> _What you have to do_:
Using the data below, tally the lines that include the string "EndingSession". Only the number is wanted.

*** Opening Data extract ***

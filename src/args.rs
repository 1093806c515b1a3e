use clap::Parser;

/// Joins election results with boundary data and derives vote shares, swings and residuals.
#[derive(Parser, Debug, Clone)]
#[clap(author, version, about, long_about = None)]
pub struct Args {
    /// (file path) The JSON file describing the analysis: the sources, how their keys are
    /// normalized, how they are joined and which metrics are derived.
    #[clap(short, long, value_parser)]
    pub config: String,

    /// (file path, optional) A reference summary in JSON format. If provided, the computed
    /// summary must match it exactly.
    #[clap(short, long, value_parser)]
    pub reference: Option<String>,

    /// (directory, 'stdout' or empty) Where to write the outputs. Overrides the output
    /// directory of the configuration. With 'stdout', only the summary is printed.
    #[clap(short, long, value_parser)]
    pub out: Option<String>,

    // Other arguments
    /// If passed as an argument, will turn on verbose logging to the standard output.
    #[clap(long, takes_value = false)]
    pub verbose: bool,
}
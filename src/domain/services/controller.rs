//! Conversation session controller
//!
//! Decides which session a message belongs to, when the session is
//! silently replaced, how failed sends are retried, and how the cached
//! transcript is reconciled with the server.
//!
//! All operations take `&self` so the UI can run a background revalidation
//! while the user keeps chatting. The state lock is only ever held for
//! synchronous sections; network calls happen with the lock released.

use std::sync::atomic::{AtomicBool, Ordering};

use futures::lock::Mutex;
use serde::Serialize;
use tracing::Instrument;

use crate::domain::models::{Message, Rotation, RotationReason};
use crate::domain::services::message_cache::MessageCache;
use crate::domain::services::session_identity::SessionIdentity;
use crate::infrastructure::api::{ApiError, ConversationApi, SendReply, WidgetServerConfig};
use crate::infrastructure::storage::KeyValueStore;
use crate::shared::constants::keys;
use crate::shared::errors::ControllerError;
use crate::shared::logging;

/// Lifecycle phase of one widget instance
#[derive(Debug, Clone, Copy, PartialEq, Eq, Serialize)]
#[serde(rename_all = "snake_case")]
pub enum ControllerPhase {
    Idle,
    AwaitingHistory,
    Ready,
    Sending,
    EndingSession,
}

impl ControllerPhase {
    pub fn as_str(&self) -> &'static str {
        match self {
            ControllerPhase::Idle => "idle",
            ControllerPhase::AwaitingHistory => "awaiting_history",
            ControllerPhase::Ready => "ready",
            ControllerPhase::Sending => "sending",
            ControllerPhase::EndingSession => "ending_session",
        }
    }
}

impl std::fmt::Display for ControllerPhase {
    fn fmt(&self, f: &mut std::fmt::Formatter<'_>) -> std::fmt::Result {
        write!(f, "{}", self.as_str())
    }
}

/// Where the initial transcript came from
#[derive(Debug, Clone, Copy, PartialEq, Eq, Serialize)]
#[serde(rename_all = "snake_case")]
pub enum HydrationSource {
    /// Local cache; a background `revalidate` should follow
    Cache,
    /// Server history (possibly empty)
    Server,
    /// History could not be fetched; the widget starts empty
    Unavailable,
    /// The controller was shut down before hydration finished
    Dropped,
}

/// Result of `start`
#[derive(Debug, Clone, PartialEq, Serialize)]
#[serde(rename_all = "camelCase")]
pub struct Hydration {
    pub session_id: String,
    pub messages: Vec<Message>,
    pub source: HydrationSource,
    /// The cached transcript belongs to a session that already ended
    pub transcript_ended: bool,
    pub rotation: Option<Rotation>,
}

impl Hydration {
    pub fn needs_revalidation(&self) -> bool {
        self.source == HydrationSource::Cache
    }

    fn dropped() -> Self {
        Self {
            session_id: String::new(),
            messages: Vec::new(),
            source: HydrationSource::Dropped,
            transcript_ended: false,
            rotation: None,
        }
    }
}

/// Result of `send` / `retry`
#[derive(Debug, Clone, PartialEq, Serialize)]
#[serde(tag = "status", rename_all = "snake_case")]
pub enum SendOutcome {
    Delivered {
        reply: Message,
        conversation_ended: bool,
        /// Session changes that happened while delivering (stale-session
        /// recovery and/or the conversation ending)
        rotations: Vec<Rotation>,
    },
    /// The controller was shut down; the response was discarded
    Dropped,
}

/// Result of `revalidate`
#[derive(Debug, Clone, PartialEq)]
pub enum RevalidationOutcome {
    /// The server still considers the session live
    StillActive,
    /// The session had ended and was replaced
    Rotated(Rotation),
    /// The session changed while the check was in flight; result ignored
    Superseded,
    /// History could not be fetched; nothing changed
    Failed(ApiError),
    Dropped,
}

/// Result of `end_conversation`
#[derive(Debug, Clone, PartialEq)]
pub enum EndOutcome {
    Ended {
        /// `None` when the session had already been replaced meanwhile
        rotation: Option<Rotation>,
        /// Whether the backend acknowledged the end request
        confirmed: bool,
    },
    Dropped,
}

*** Closing Data extract ***

> _Written answer_:
2